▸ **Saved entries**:
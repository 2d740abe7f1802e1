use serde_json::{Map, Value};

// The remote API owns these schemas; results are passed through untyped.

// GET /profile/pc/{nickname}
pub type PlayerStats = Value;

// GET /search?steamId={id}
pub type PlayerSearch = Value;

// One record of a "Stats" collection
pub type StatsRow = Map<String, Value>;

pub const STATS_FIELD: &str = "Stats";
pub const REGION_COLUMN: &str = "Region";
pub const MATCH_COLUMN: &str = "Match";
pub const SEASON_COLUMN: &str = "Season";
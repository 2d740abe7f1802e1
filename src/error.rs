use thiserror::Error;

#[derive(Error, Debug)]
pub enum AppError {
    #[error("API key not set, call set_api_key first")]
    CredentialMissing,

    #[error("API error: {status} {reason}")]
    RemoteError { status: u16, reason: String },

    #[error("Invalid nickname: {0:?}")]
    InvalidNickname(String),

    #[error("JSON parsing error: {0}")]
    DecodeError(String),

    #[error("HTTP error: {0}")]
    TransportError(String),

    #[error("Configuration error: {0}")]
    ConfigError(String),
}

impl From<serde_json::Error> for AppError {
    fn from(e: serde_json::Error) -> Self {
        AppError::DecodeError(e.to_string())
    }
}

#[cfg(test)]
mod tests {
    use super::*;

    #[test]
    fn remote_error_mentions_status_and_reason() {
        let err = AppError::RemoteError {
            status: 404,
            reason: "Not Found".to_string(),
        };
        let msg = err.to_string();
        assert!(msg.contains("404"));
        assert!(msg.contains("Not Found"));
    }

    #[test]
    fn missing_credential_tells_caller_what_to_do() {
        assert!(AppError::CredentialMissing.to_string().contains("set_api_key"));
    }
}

▸ **Work task**: Beginning at the line containing "pub const REGION_COLUMN: &str", repeat each line exactly through the last line of the entries, and include no other lines.

▸ **Solution for this task**:
pub const REGION_COLUMN: &str = "Region";
pub const MATCH_COLUMN: &str = "Match";
pub const SEASON_COLUMN: &str = "Season";
repository 2d740abe7f1802e1
filename src/error.rs
use thiserror::Error;

#[derive(Error, Debug)]
pub enum AppError {
    #[error("API key not set, call set_api_key first")]
    CredentialMissing,

    #[error("API error: {status} {reason}")]
    RemoteError { status: u16, reason: String },

    #[error("Invalid nickname: {0:?}")]
    InvalidNickname(String),

    #[error("JSON parsing error: {0}")]
    DecodeError(String),

    #[error("HTTP error: {0}")]
    TransportError(String),

    #[error("Configuration error: {0}")]
    ConfigError(String),
}

impl From<serde_json::Error> for AppError {
    fn from(e: serde_json::Error) -> Self {
        AppError::DecodeError(e.to_string())
    }
}

#[cfg(test)]
mod tests {
    use super::*;

    #[test]
    fn remote_error_mentions_status_and_reason() {
        let err = AppError::RemoteError {
            status: 404,
            reason: "Not Found".to_string(),
        };
        let msg = err.to_string();
        assert!(msg.contains("404"));
        assert!(msg.contains("Not Found"));
    }

    #[test]
    fn missing_credential_tells_caller_what_to_do() {
        assert!(AppError::CredentialMissing.to_string().contains("set_api_key"));
    }
}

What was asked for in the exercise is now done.